▸ What to do:
The response must contain every line below in which "HistoryQuery" appears.

▸ Supplied records:
•••

//! Core traits and types for the proactive chat engagement engine.
//!
//! This crate provides the shared vocabulary for every other crate in the
//! workspace. It defines:
//!
//! - [`ChatMessage`] / [`Transcript`] - The conversation data model
//! - [`ChatBackend`] - The trait every chat backend implements
//! - [`KeyValueStore`] - Client-side storage (session id, greeted flag, visited pages)
//! - [`TranscriptRenderer`] - Where appended messages are delivered for display
//! - [`EngageError`] - Error types shared across the workspace
//!
//! # Example
//!
//! ```rust
//! use engage_core::{
//!     async_trait, ChatBackend, ChatReply, ChatRequest, ClearHistoryRequest, EngageError,
//!     HistoryQuery, HistoryResponse, NudgeEvent,
//! };
//!
//! struct HelloBackend;
//!
//! #[async_trait]
//! impl ChatBackend for HelloBackend {
//!     async fn fetch_history(&self, _query: &HistoryQuery) -> Result<HistoryResponse, EngageError> {
//!         Ok(HistoryResponse::default())
//!     }
//!
//!     async fn send(&self, _request: &ChatRequest) -> Result<ChatReply, EngageError> {
//!         Ok(ChatReply::text("Hello!"))
//!     }
//!
//!     async fn clear_history(&self, _request: &ClearHistoryRequest) -> Result<(), EngageError> {
//!         Ok(())
//!     }
//!
//!     async fn track_nudge(&self, _event: &NudgeEvent) -> Result<(), EngageError> {
//!         Ok(())
//!     }
//!
//!     fn name(&self) -> &str {
//!         "HelloBackend"
//!     }
//! }
//! ```

mod backend;
mod error;
mod message;
mod render;
mod store;
mod transcript;
mod wire;

pub use backend::ChatBackend;
pub use error::EngageError;
pub use message::{BotMode, ChatMessage, Enrichment, Role};
pub use render::{LoggingRenderer, NoOpRenderer, TranscriptRenderer};
pub use store::{
    KeyValueStore, MemoryStore, CLEAR_HISTORY_BEFORE_PROACTIVE_KEY, GREETED_KEY, SESSION_ID_KEY,
    VISITED_PAGES_KEY,
};
pub use transcript::Transcript;
pub use wire::{
    ChatReply, ChatRequest, ClearHistoryRequest, HistoryQuery, HistoryResponse, NudgeEvent,
    WireMessage, MESSAGE_TYPE_BUTTON, MESSAGE_TYPE_TEXT,
};

// Re-export async_trait for convenience
pub use async_trait::async_trait;
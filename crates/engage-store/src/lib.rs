//! SQLite-backed client storage.
//!
//! [`SqliteStore`] implements [`KeyValueStore`] so a headless client keeps its
//! session id, greeted flag and visited pages across runs, the way a browser
//! keeps them in local storage.
//!
//! # Example
//!
//! ```no_run
//! use engage_core::KeyValueStore;
//! use engage_store::SqliteStore;
//!
//! # async fn example() -> Result<(), Box<dyn std::error::Error>> {
//! let store = SqliteStore::connect("sqlite:engage.db?mode=rwc").await?;
//! store.migrate().await?;
//!
//! store.set("chatSessionId", "abc-123").await?;
//! assert_eq!(store.get("chatSessionId").await?.as_deref(), Some("abc-123"));
//! # Ok(())
//! # }
//! ```

pub mod error;

pub use error::{Result, StoreError};

use std::str::FromStr;

use async_trait::async_trait;
use engage_core::{EngageError, KeyValueStore};
use sqlx::sqlite::{SqliteConnectOptions, SqlitePoolOptions};
use sqlx::SqlitePool;

/// Client storage in a SQLite database.
#[derive(Debug, Clone)]
pub struct SqliteStore {
    pool: SqlitePool,
}

impl SqliteStore {
    /// Default pool size for store connections.
    const DEFAULT_POOL_SIZE: u32 = 4;

    /// Connect to a SQLite database.
    ///
    /// The URL should be in the format `sqlite:path/to/db.sqlite?mode=rwc`.
    /// In-memory databases (`sqlite::memory:`) get a single connection so
    /// every query sees the same data.
    pub async fn connect(url: &str) -> Result<Self> {
        let pool_size = if url.contains(":memory:") {
            1
        } else {
            Self::DEFAULT_POOL_SIZE
        };
        Self::connect_with_pool_size(url, pool_size).await
    }

    /// Connect to a SQLite database with a custom pool size.
    pub async fn connect_with_pool_size(url: &str, pool_size: u32) -> Result<Self> {
        let options = SqliteConnectOptions::from_str(url)?.create_if_missing(true);

        let pool = SqlitePoolOptions::new()
            .max_connections(pool_size)
            .acquire_timeout(std::time::Duration::from_secs(30))
            .connect_with(options)
            .await?;

        tracing::info!("Connected to store: {} (pool size: {})", url, pool_size);

        Ok(Self { pool })
    }

    /// Run store migrations.
    pub async fn migrate(&self) -> Result<()> {
        tracing::info!("Running store migrations...");

        sqlx::migrate!("./migrations").run(&self.pool).await?;

        tracing::info!("Migrations complete");
        Ok(())
    }

    /// Get a reference to the connection pool.
    pub fn pool(&self) -> &SqlitePool {
        &self.pool
    }

    /// Close the connection pool.
    pub async fn close(&self) {
        self.pool.close().await;
    }

    async fn get_value(&self, key: &str) -> Result<Option<String>> {
        let value = sqlx::query_scalar::<_, String>(
            r#"
            SELECT value
            FROM client_storage
            WHERE key = ?
            "#,
        )
        .bind(key)
        .fetch_optional(&self.pool)
        .await?;

        Ok(value)
    }

    async fn upsert_value(&self, key: &str, value: &str) -> Result<()> {
        sqlx::query(
            r#"
            INSERT INTO client_storage (key, value)
            VALUES (?, ?)
            ON CONFLICT(key) DO UPDATE SET
                value = excluded.value,
                updated_at = datetime('now')
            "#,
        )
        .bind(key)
        .bind(value)
        .execute(&self.pool)
        .await?;

        Ok(())
    }

    async fn delete_value(&self, key: &str) -> Result<()> {
        sqlx::query(
            r#"
            DELETE FROM client_storage
            WHERE key = ?
            "#,
        )
        .bind(key)
        .execute(&self.pool)
        .await?;

        Ok(())
    }
}

#[async_trait]
impl KeyValueStore for SqliteStore {
    async fn get(&self, key: &str) -> std::result::Result<Option<String>, EngageError> {
        Ok(self.get_value(key).await?)
    }

    async fn set(&self, key: &str, value: &str) -> std::result::Result<(), EngageError> {
        Ok(self.upsert_value(key, value).await?)
    }

    async fn remove(&self, key: &str) -> std::result::Result<(), EngageError> {
        Ok(self.delete_value(key).await?)
    }
}
//! Proactive chat engagement.
//!
//! This crate wires the conversation together:
//!
//! - [`SessionManager`] - Stable session identity and visitor flags in client storage
//! - [`FollowupScheduler`] - State machine deciding when to send unsolicited messages
//! - [`SectionTrigger`] / [`TypingTracker`] - Section-change and typing signals
//! - [`TimerSlot`] - Single-slot timers (at most one pending callback each)
//! - [`ChatWidget`] - The conversation itself, rendered through a [`TranscriptRenderer`]
//!
//! # Example
//!
//! ```rust,no_run
//! use std::sync::Arc;
//!
//! use engage::{ChatWidget, LoggingRenderer, MemoryStore, WidgetConfig};
//! # use engage::ChatBackend;
//! # async fn run(backend: Arc<dyn ChatBackend>) -> Result<(), engage::EngageError> {
//! let config = WidgetConfig::builder()
//!     .page_url("https://example.com/pricing")
//!     .build();
//! let widget = ChatWidget::new(
//!     config,
//!     backend,
//!     Arc::new(MemoryStore::new()),
//!     Arc::new(LoggingRenderer),
//! );
//!
//! widget.mount().await?;
//! widget.send_message("How much does it cost?").await?;
//! # Ok(())
//! # }
//! ```

pub mod config;
pub mod pacing;
pub mod reply;
pub mod scheduler;
pub mod section;
pub mod session;
pub mod timer;
pub mod typing;
pub mod widget;

pub use config::{WidgetConfig, WidgetConfigBuilder};
pub use pacing::secondary_delay;
pub use reply::{assemble_reply, hydrate_message, AssembledReply, VisitorProfile};
pub use scheduler::{
    FollowupScheduler, SchedulerCommand, SchedulerEvent, SchedulerState, SchedulerTimings,
    Transition,
};
pub use section::SectionTrigger;
pub use session::SessionManager;
pub use timer::TimerSlot;
pub use typing::TypingTracker;
pub use widget::{ChatWidget, WidgetStatus, SEND_FAILED_MESSAGE};

// Re-export the shared vocabulary so hosts need only this crate.
pub use engage_core::{
    ChatBackend, ChatMessage, EngageError, KeyValueStore, LoggingRenderer, MemoryStore,
    NoOpRenderer, TranscriptRenderer,
};
pub use page_context::PageSnapshot;
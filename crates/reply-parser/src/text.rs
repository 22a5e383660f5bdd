//! Text and label cleanup.

use std::sync::LazyLock;

use indexmap::IndexSet;
use regex::Regex;
use serde_json::Value;
use tracing::debug;

/// Sub-fields tried, in order, when a button label arrives as an object.
const LABEL_FIELDS: &[&str] = &["label", "text", "title", "name", "value"];

/// Render width handed to html2text; wide enough that nothing wraps.
const RENDER_WIDTH: usize = 10_000;

static INLINE_SPACE_RE: LazyLock<Regex> =
    LazyLock::new(|| Regex::new(r"[ \t]+").expect("valid inline space regex"));

static LINE_END_SPACE_RE: LazyLock<Regex> =
    LazyLock::new(|| Regex::new(r"[ \t]+\n").expect("valid line end regex"));

static ANY_SPACE_RE: LazyLock<Regex> =
    LazyLock::new(|| Regex::new(r"\s+").expect("valid whitespace regex"));

/// Render one line of markup as plain text.
///
/// Lines without `<` or `&` are returned untouched. If html2text cannot
/// render the line the raw text is kept.
fn render_line(line: &str) -> String {
    if !line.contains(['<', '&']) {
        return line.to_string();
    }

    match html2text::config::plain_no_decorate().string_from_read(line.as_bytes(), RENDER_WIDTH) {
        Ok(text) => text.trim_end_matches('\n').to_string(),
        Err(e) => {
            debug!(error = %e, "HTML render failed, keeping raw text");
            line.to_string()
        }
    }
}

fn render_html(input: &str) -> String {
    input.split('\n').map(render_line).collect::<Vec<_>>().join("\n")
}

/// Decode HTML entities, line by line.
///
/// Decoding is a single pass, so `&amp;lt;` becomes `&lt;` rather than `<`.
/// Unknown entities are left as they are.
pub fn decode_entities(input: &str) -> String {
    if !input.contains('&') {
        return input.to_string();
    }
    render_html(input)
}

/// Remove HTML tags, keeping their text.
pub fn strip_tags(input: &str) -> String {
    if !input.contains('<') {
        return input.to_string();
    }
    render_html(input)
}

/// Normalize display text.
///
/// Converts literal `\\n` / `\n` escape sequences to real newlines, unescapes
/// common punctuation, renders markup and entities as plain text and
/// collapses runs of spaces and tabs. Newlines are preserved.
pub fn normalize_text(input: &str) -> String {
    let text = input
        .replace("\\\\n", "\n")
        .replace("\\n", "\n")
        .replace("\\r", "")
        .replace("\\t", " ")
        .replace("\\\"", "\"")
        .replace("\\'", "'")
        .replace("\\/", "/")
        .replace("\r\n", "\n");
    let text = render_html(&text);
    let text = INLINE_SPACE_RE.replace_all(&text, " ");
    let text = LINE_END_SPACE_RE.replace_all(&text, "\n");
    text.trim().to_string()
}

fn clean_label(input: &str) -> String {
    let text = render_html(&input.replace("\\n", " "));
    ANY_SPACE_RE.replace_all(&text, " ").trim().to_string()
}

/// Turn an arbitrary button value into a display label.
///
/// Object labels use the first non-empty of `label`, `text`, `title`, `name`
/// or `value` (recursively). Returns an empty string when nothing usable is
/// found; callers drop empty labels.
pub fn sanitize_label(value: &Value) -> String {
    match value {
        Value::String(s) => clean_label(s),
        Value::Number(n) => n.to_string(),
        Value::Bool(b) => b.to_string(),
        Value::Object(map) => LABEL_FIELDS
            .iter()
            .filter_map(|field| map.get(*field))
            .map(sanitize_label)
            .find(|label| !label.is_empty())
            .unwrap_or_default(),
        Value::Null | Value::Array(_) => String::new(),
    }
}

/// Sanitize a list of button values, dropping empty and duplicate labels.
pub fn sanitize_labels<'a, I>(values: I) -> Vec<String>
where
    I: IntoIterator<Item = &'a Value>,
{
    let labels: IndexSet<String> = values
        .into_iter()
        .map(sanitize_label)
        .filter(|label| !label.is_empty())
        .collect();
    labels.into_iter().collect()
}
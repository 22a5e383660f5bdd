//! HTTP chat backend for the engagement engine.
//!
//! Talks to the site's chat API:
//!
//! - `GET /api/chat` - conversation history for a session
//! - `POST /api/chat` - every kind of chat turn
//! - `DELETE /api/chat` - clear a session's history
//! - `POST /api/track-nudge` - quick-reply click tracking
//!
//! # Example
//!
//! ```rust,no_run
//! use engage_client::{BackendConfig, HttpBackend};
//! use engage_core::{ChatBackend, ChatRequest};
//!
//! # async fn run() -> Result<(), engage_core::EngageError> {
//! let backend = HttpBackend::new(BackendConfig::builder().api_url("https://example.com").build())?;
//! let reply = backend
//!     .send(&ChatRequest::new("session-1", "https://example.com/").question("Hi"))
//!     .await?;
//! println!("{}", reply.answer);
//! # Ok(())
//! # }
//! ```

mod backend;
mod config;

pub use backend::HttpBackend;
pub use config::{BackendConfig, BackendConfigBuilder, DEFAULT_TIMEOUT_SECS};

•••

▸ Task solution:
//!     HistoryQuery, HistoryResponse, NudgeEvent,
//!     async fn fetch_history(&self, _query: &HistoryQuery) -> Result<HistoryResponse, EngageError> {
    ChatReply, ChatRequest, ClearHistoryRequest, HistoryQuery, HistoryResponse, NudgeEvent,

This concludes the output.